┌──

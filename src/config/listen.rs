use std::net::SocketAddr;
use std::path::PathBuf;

use super::error::ConfigError;

/// A parsed `global.listen` address: either a TCP socket or a UNIX domain
/// socket path.
#[derive(Debug, Clone, PartialEq, Eq)]
pub enum ListenAddr {
    Tcp(SocketAddr),
    Unix(PathBuf),
}

/// Parses `global.listen`. The special host token `unix/` names a UNIX
/// domain socket, with the path taking the place of the port, e.g.
/// `unix/:/tmp/procwarden.sock`; anything else is parsed as a `host:port`
/// TCP address.
pub fn parse_listen(raw: &str) -> Result<ListenAddr, ConfigError> {
    if let Some(path) = raw.strip_prefix("unix/:") {
        return Ok(ListenAddr::Unix(PathBuf::from(path)));
    }
    raw.parse::<SocketAddr>()
        .map(ListenAddr::Tcp)
        .map_err(|_| ConfigError::InvalidListen(raw.to_string()))
}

└──

Exercise description - Using the records above, please retype only the run of lines from the line holding "the port, e.g." through the last line, both ends included.

Answer box -
/// domain socket, with the path taking the place of the port, e.g.
/// `unix/:/tmp/procwarden.sock`; anything else is parsed as a `host:port`
/// TCP address.
pub fn parse_listen(raw: &str) -> Result<ListenAddr, ConfigError> {
    if let Some(path) = raw.strip_prefix("unix/:") {
        return Ok(ListenAddr::Unix(PathBuf::from(path)));
    }
    raw.parse::<SocketAddr>()
        .map(ListenAddr::Tcp)
        .map_err(|_| ConfigError::InvalidListen(raw.to_string()))
}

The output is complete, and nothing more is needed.